Reproduce every entry word for word.

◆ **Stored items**
= = = = =

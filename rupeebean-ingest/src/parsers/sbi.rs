//! SBI net-banking account statement (PDF, ruled table).
//!
//! Columns: Txn Date | Value Date | Description | Ref No./Cheque No. |
//! Debit | Credit | Balance. Cells wrap inside ruled rows.

use anyhow::{bail, Context, Result};
use rust_decimal::Decimal;

use rupeebean_core::layout::PageLayout;
use rupeebean_core::ledger::Directive;
use rupeebean_core::parse::{is_blank, parse_amount, parse_date, DateOrder};
use rupeebean_core::table::{extract_table, ColumnSpec, RowBreak, TableSpec};

use crate::importer::Importer;
use crate::parsers::{pdf_contains_all, source_of};
use crate::source::SourceFile;
use crate::types::StatementRow;

pub struct SbiImporter {
    account_number: String,
    account: String,
}

impl SbiImporter {
    pub fn new(account_number: impl Into<String>, account: impl Into<String>) -> Self {
        Self {
            account_number: account_number.into(),
            account: account.into(),
        }
    }
}

pub fn table_spec() -> TableSpec {
    TableSpec::new(vec![
        ColumnSpec::anchored("Txn Date", "Txn Date"),
        ColumnSpec::anchored("Value Date", "Value Date").optional(),
        ColumnSpec::new("Description"),
        ColumnSpec::anchored("Ref", "Ref").optional(),
        ColumnSpec::new("Debit"),
        ColumnSpec::new("Credit"),
        ColumnSpec::new("Balance").optional(),
    ])
    .with_row_break(RowBreak::Rules { min_width: 100.0 })
    .with_header_band(12.0)
}

/// `TO TRANSFER-UPI/DR/123/SHOP-` keeps only the middle part.
pub fn clean_description(desc: &str) -> String {
    let desc = desc.replace('\r', " ");
    if desc.matches('-').count() == 2 {
        if let Some(mid) = desc.split('-').nth(1) {
            return mid.trim().to_string();
        }
    }
    desc.trim().to_string()
}

pub fn parse_rows(pages: &[PageLayout]) -> Result<Vec<StatementRow>> {
    let table = extract_table(pages, &table_spec())?;
    let mut out = Vec::new();
    for row in &table.rows {
        let Some(date) = parse_date(table.get(row, "Txn Date"), DateOrder::DayFirst) else {
            continue;
        };
        let debit = table.get(row, "Debit");
        let credit = table.get(row, "Credit");
        let amount: Decimal = if !is_blank(debit) {
            -parse_amount(debit).with_context(|| format!("debit on page {}", row.page))?
        } else if !is_blank(credit) {
            parse_amount(credit).with_context(|| format!("credit on page {}", row.page))?
        } else {
            bail!("row dated {date} on page {} has neither debit nor credit", row.page);
        };
        out.push(
            StatementRow::new(date, clean_description(table.get(row, "Description")), amount)
                .with_reference(table.get(row, "Ref")),
        );
    }
    Ok(out)
}

impl Importer for SbiImporter {
    fn name(&self) -> &str {
        "sbi"
    }

    fn identify(&self, file: &SourceFile) -> bool {
        pdf_contains_all(file, None, &[self.account_number.as_str()])
    }

    fn extract(&self, file: &SourceFile) -> Result<Vec<Directive>> {
        let source = source_of(file);
        Ok(parse_rows(&file.pages(None)?)?
            .into_iter()
            .enumerate()
            .map(|(i, r)| r.into_transaction(&self.account, &source, i, None).into())
            .collect())
    }

    fn file_account(&self, _file: &SourceFile) -> Result<String> {
        Ok(self.account.clone())
    }
}

#[cfg(test)]
mod tests {
    use super::*;
    use crate::parsers::testing::{dec, line, page, rule};

    #[test]
    fn test_clean_description() {
        assert_eq!(clean_description("TO TRANSFER-UPI/DR/1234/SHOP/YBL-"), "UPI/DR/1234/SHOP/YBL");
        assert_eq!(clean_description("BY CLEARING"), "BY CLEARING");
    }

    #[test]
    fn test_parse_ruled_rows() {
        let cols = [40.0, 100.0, 160.0, 300.0, 400.0, 470.0, 540.0];
        let header = [
            ("Txn Date", cols[0]),
            ("Value Date", cols[1]),
            ("Description", cols[2]),
            ("Ref No./Cheque", cols[3]),
            ("Debit", cols[4]),
            ("Credit", cols[5]),
            ("Balance", cols[6]),
        ];
        let p = page(
            vec![
                line(&header, 100.0),
                line(&[("No.", cols[3])], 110.0),
                line(
                    &[
                        ("1 Apr", cols[0]),
                        ("1 Apr", cols[1]),
                        ("TO TRANSFER-UPI/DR/", cols[2]),
                        ("TRANSFER TO", cols[3]),
                        ("250.00", cols[4]),
                        ("9,750.00", cols[6]),
                    ],
                    130.0,
                ),
                line(&[("2024", cols[0]), ("2024", cols[1]), ("9/SHOP-", cols[2]), ("4897", cols[3])], 140.0),
                line(
                    &[
                        ("3 Apr 2024", cols[0]),
                        ("3 Apr 2024", cols[1]),
                        ("BY SALARY", cols[2]),
                        ("1,000.00", cols[5]),
                        ("10,750.00", cols[6]),
                    ],
                    170.0,
                ),
            ],
            vec![rule(125.0), rule(160.0), rule(185.0)],
        );
        let rows = parse_rows(&[p]).unwrap();
        assert_eq!(rows.len(), 2);
        assert_eq!(rows[0].narration, "UPI/DR/ 9/SHOP");
        assert_eq!(rows[0].amount, dec("-250.00"));
        assert_eq!(rows[0].reference.as_deref(), Some("TRANSFER TO 4897"));
        assert_eq!(rows[1].amount, dec("1000.00"));
        assert_eq!(rows[1].reference, None);
    }
}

= = = = =

◆ **Written answer**
filename rupeebean-ingest/src/parsers/sbi.rs
//! SBI net-banking account statement (PDF, ruled table).
//!
//! Columns: Txn Date | Value Date | Description | Ref No./Cheque No. |
//! Debit | Credit | Balance. Cells wrap inside ruled rows.

use anyhow::{bail, Context, Result};
use rust_decimal::Decimal;

use rupeebean_core::layout::PageLayout;
use rupeebean_core::ledger::Directive;
use rupeebean_core::parse::{is_blank, parse_amount, parse_date, DateOrder};
use rupeebean_core::table::{extract_table, ColumnSpec, RowBreak, TableSpec};

use crate::importer::Importer;
use crate::parsers::{pdf_contains_all, source_of};
use crate::source::SourceFile;
use crate::types::StatementRow;

pub struct SbiImporter {
    account_number: String,
    account: String,
}

impl SbiImporter {
    pub fn new(account_number: impl Into<String>, account: impl Into<String>) -> Self {
        Self {
            account_number: account_number.into(),
            account: account.into(),
        }
    }
}

pub fn table_spec() -> TableSpec {
    TableSpec::new(vec![
        ColumnSpec::anchored("Txn Date", "Txn Date"),
        ColumnSpec::anchored("Value Date", "Value Date").optional(),
        ColumnSpec::new("Description"),
        ColumnSpec::anchored("Ref", "Ref").optional(),
        ColumnSpec::new("Debit"),
        ColumnSpec::new("Credit"),
        ColumnSpec::new("Balance").optional(),
    ])
    .with_row_break(RowBreak::Rules { min_width: 100.0 })
    .with_header_band(12.0)
}

/// `TO TRANSFER-UPI/DR/123/SHOP-` keeps only the middle part.
pub fn clean_description(desc: &str) -> String {
    let desc = desc.replace('\r', " ");
    if desc.matches('-').count() == 2 {
        if let Some(mid) = desc.split('-').nth(1) {
            return mid.trim().to_string();
        }
    }
    desc.trim().to_string()
}

pub fn parse_rows(pages: &[PageLayout]) -> Result<Vec<StatementRow>> {
    let table = extract_table(pages, &table_spec())?;
    let mut out = Vec::new();
    for row in &table.rows {
        let Some(date) = parse_date(table.get(row, "Txn Date"), DateOrder::DayFirst) else {
            continue;
        };
        let debit = table.get(row, "Debit");
        let credit = table.get(row, "Credit");
        let amount: Decimal = if !is_blank(debit) {
            -parse_amount(debit).with_context(|| format!("debit on page {}", row.page))?
        } else if !is_blank(credit) {
            parse_amount(credit).with_context(|| format!("credit on page {}", row.page))?
        } else {
            bail!("row dated {date} on page {} has neither debit nor credit", row.page);
        };
        out.push(
            StatementRow::new(date, clean_description(table.get(row, "Description")), amount)
                .with_reference(table.get(row, "Ref")),
        );
    }
    Ok(out)
}

impl Importer for SbiImporter {
    fn name(&self) -> &str {
        "sbi"
    }

    fn identify(&self, file: &SourceFile) -> bool {
        pdf_contains_all(file, None, &[self.account_number.as_str()])
    }

    fn extract(&self, file: &SourceFile) -> Result<Vec<Directive>> {
        let source = source_of(file);
        Ok(parse_rows(&file.pages(None)?)?
            .into_iter()
            .enumerate()
            .map(|(i, r)| r.into_transaction(&self.account, &source, i, None).into())
            .collect())
    }

    fn file_account(&self, _file: &SourceFile) -> Result<String> {
        Ok(self.account.clone())
    }
}

#[cfg(test)]
mod tests {
    use super::*;
    use crate::parsers::testing::{dec, line, page, rule};

    #[test]
    fn test_clean_description() {
        assert_eq!(clean_description("TO TRANSFER-UPI/DR/1234/SHOP/YBL-"), "UPI/DR/1234/SHOP/YBL");
        assert_eq!(clean_description("BY CLEARING"), "BY CLEARING");
    }

    #[test]
    fn test_parse_ruled_rows() {
        let cols = [40.0, 100.0, 160.0, 300.0, 400.0, 470.0, 540.0];
        let header = [
            ("Txn Date", cols[0]),
            ("Value Date", cols[1]),
            ("Description", cols[2]),
            ("Ref No./Cheque", cols[3]),
            ("Debit", cols[4]),
            ("Credit", cols[5]),
            ("Balance", cols[6]),
        ];
        let p = page(
            vec![
                line(&header, 100.0),
                line(&[("No.", cols[3])], 110.0),
                line(
                    &[
                        ("1 Apr", cols[0]),
                        ("1 Apr", cols[1]),
                        ("TO TRANSFER-UPI/DR/", cols[2]),
                        ("TRANSFER TO", cols[3]),
                        ("250.00", cols[4]),
                        ("9,750.00", cols[6]),
                    ],
                    130.0,
                ),
                line(&[("2024", cols[0]), ("2024", cols[1]), ("9/SHOP-", cols[2]), ("4897", cols[3])], 140.0),
                line(
                    &[
                        ("3 Apr 2024", cols[0]),
                        ("3 Apr 2024", cols[1]),
                        ("BY SALARY", cols[2]),
                        ("1,000.00", cols[5]),
                        ("10,750.00", cols[6]),
                    ],
                    170.0,
                ),
            ],
            vec![rule(125.0), rule(160.0), rule(185.0)],
        );
        let rows = parse_rows(&[p]).unwrap();
        assert_eq!(rows.len(), 2);
        assert_eq!(rows[0].narration, "UPI/DR/ 9/SHOP");
        assert_eq!(rows[0].amount, dec("-250.00"));
        assert_eq!(rows[0].reference.as_deref(), Some("TRANSFER TO 4897"));
        assert_eq!(rows[1].amount, dec("1000.00"));
        assert_eq!(rows[1].reference, None);
    }
}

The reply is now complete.